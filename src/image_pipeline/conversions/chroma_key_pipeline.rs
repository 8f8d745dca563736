use tracing::{info, instrument};
use std::io::Write;
use std::path::Path;

use crate::image_pipeline::{
    buffer::{ImageBuffer, Origin, into_origin},
    chroma_key::{ChromaKeyMasker, MaskStats},
    common::error::{PipelineError, Result},
    conversions::{config::PipelineConfig, timing::PipelineTimings},
    frame::{FrameDecoder, FrameEncoder, FrameLayout, RawFrameDecoder, RawFrameEncoder},
};

/// Decode → chroma key mask → top-left row order → encode.
pub struct ChromaKeyPipeline<D: FrameDecoder, E: FrameEncoder> {
    decoder: D,
    encoder: E,
    config: PipelineConfig,
}

impl ChromaKeyPipeline<RawFrameDecoder, RawFrameEncoder> {
    pub fn new(config: PipelineConfig, layout: FrameLayout) -> Self {
        Self {
            decoder: RawFrameDecoder::new(layout),
            encoder: RawFrameEncoder,
            config,
        }
    }
}

impl<D: FrameDecoder, E: FrameEncoder> ChromaKeyPipeline<D, E> {
    pub fn with_custom(decoder: D, encoder: E, config: PipelineConfig) -> Self {
        Self {
            decoder,
            encoder,
            config,
        }
    }

    fn masker(&self) -> ChromaKeyMasker {
        ChromaKeyMasker::new(self.config.hue_range).parallel(self.config.parallel)
    }

    fn run(
        &self,
        input_data: &[u8],
        output: &mut dyn Write,
        timings: &mut PipelineTimings,
    ) -> Result<(ImageBuffer, MaskStats)> {
        let frame = timings.time("decode", || self.decoder.decode(input_data))?;

        let image = timings.time("validate_dimensions", || {
            self.config.check_dimensions(frame.width, frame.height)?;
            ImageBuffer::from_frame(frame)
        })?;

        let (masked, stats) = timings.time("mask", || self.masker().apply_with_stats(image));

        let masked = timings.time("orient", || into_origin(masked, Origin::TopLeft));

        timings.time("encode", || self.encoder.encode(&masked, output))?;

        Ok((masked, stats))
    }

    #[instrument(skip(self, input_data, output), fields(input_size = input_data.len()))]
    pub fn convert(&self, input_data: &[u8], output: &mut dyn Write) -> Result<()> {
        self.convert_with_timings(input_data, output).map(|_| ())
    }

    pub fn convert_with_timings(
        &self,
        input_data: &[u8],
        output: &mut dyn Write,
    ) -> Result<PipelineTimings> {
        let mut timings = PipelineTimings::new();
        info!("Starting chroma key masking");

        let (image, stats) = self.run(input_data, output, &mut timings)?;

        info!(
            width = image.width(),
            height = image.height(),
            keyed = stats.keyed,
            total = stats.total,
            "Masking complete in {:.3}ms",
            timings.total_duration().as_secs_f64() * 1000.0
        );
        timings.log_summary();
        Ok(timings)
    }

    #[instrument(skip(self, input_path, output_path))]
    pub fn convert_file<P: AsRef<Path>, Q: AsRef<Path>>(
        &self,
        input_path: P,
        output_path: Q,
    ) -> Result<()> {
        let input_path = input_path.as_ref();
        let output_path = output_path.as_ref();

        info!(
            input = %input_path.display(),
            output = %output_path.display(),
            "Masking file"
        );

        let input_data = {
            let _span = tracing::info_span!("read_input_file").entered();
            std::fs::read(input_path).map_err(|e| {
                PipelineError::InputReadError(format!("{}: {}", input_path.display(), e))
            })?
        };

        let mut output_file = {
            let _span = tracing::info_span!("create_output_file").entered();
            std::fs::File::create(output_path).map_err(|e| {
                PipelineError::OutputWriteError(format!("{}: {}", output_path.display(), e))
            })?
        };

        self.convert(&input_data, &mut output_file)?;

        Ok(())
    }

    pub fn config(&self) -> &PipelineConfig {
        &self.config
    }

    pub fn set_config(&mut self, config: PipelineConfig) {
        self.config = config;
    }
}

* * * * * * * * *

TRY IT:
The goal is a faithful transcription of every entry above.

RESULT OF THE EXERCISE:
filename src/image_pipeline/conversions/chroma_key_pipeline.rs
repository 8f8d745dca563736
use tracing::{info, instrument};
use std::io::Write;
use std::path::Path;

use crate::image_pipeline::{
    buffer::{ImageBuffer, Origin, into_origin},
    chroma_key::{ChromaKeyMasker, MaskStats},
    common::error::{PipelineError, Result},
    conversions::{config::PipelineConfig, timing::PipelineTimings},
    frame::{FrameDecoder, FrameEncoder, FrameLayout, RawFrameDecoder, RawFrameEncoder},
};

/// Decode → chroma key mask → top-left row order → encode.
pub struct ChromaKeyPipeline<D: FrameDecoder, E: FrameEncoder> {
    decoder: D,
    encoder: E,
    config: PipelineConfig,
}

impl ChromaKeyPipeline<RawFrameDecoder, RawFrameEncoder> {
    pub fn new(config: PipelineConfig, layout: FrameLayout) -> Self {
        Self {
            decoder: RawFrameDecoder::new(layout),
            encoder: RawFrameEncoder,
            config,
        }
    }
}

impl<D: FrameDecoder, E: FrameEncoder> ChromaKeyPipeline<D, E> {
    pub fn with_custom(decoder: D, encoder: E, config: PipelineConfig) -> Self {
        Self {
            decoder,
            encoder,
            config,
        }
    }

    fn masker(&self) -> ChromaKeyMasker {
        ChromaKeyMasker::new(self.config.hue_range).parallel(self.config.parallel)
    }

    fn run(
        &self,
        input_data: &[u8],
        output: &mut dyn Write,
        timings: &mut PipelineTimings,
    ) -> Result<(ImageBuffer, MaskStats)> {
        let frame = timings.time("decode", || self.decoder.decode(input_data))?;

        let image = timings.time("validate_dimensions", || {
            self.config.check_dimensions(frame.width, frame.height)?;
            ImageBuffer::from_frame(frame)
        })?;

        let (masked, stats) = timings.time("mask", || self.masker().apply_with_stats(image));

        let masked = timings.time("orient", || into_origin(masked, Origin::TopLeft));

        timings.time("encode", || self.encoder.encode(&masked, output))?;

        Ok((masked, stats))
    }

    #[instrument(skip(self, input_data, output), fields(input_size = input_data.len()))]
    pub fn convert(&self, input_data: &[u8], output: &mut dyn Write) -> Result<()> {
        self.convert_with_timings(input_data, output).map(|_| ())
    }

    pub fn convert_with_timings(
        &self,
        input_data: &[u8],
        output: &mut dyn Write,
    ) -> Result<PipelineTimings> {
        let mut timings = PipelineTimings::new();
        info!("Starting chroma key masking");

        let (image, stats) = self.run(input_data, output, &mut timings)?;

        info!(
            width = image.width(),
            height = image.height(),
            keyed = stats.keyed,
            total = stats.total,
            "Masking complete in {:.3}ms",
            timings.total_duration().as_secs_f64() * 1000.0
        );
        timings.log_summary();
        Ok(timings)
    }

    #[instrument(skip(self, input_path, output_path))]
    pub fn convert_file<P: AsRef<Path>, Q: AsRef<Path>>(
        &self,
        input_path: P,
        output_path: Q,
    ) -> Result<()> {
        let input_path = input_path.as_ref();
        let output_path = output_path.as_ref();

        info!(
            input = %input_path.display(),
            output = %output_path.display(),
            "Masking file"
        );

        let input_data = {
            let _span = tracing::info_span!("read_input_file").entered();
            std::fs::read(input_path).map_err(|e| {
                PipelineError::InputReadError(format!("{}: {}", input_path.display(), e))
            })?
        };

        let mut output_file = {
            let _span = tracing::info_span!("create_output_file").entered();
            std::fs::File::create(output_path).map_err(|e| {
                PipelineError::OutputWriteError(format!("{}: {}", output_path.display(), e))
            })?
        };

        self.convert(&input_data, &mut output_file)?;

        Ok(())
    }

    pub fn config(&self) -> &PipelineConfig {
        &self.config
    }

    pub fn set_config(&mut self, config: PipelineConfig) {
        self.config = config;
    }
}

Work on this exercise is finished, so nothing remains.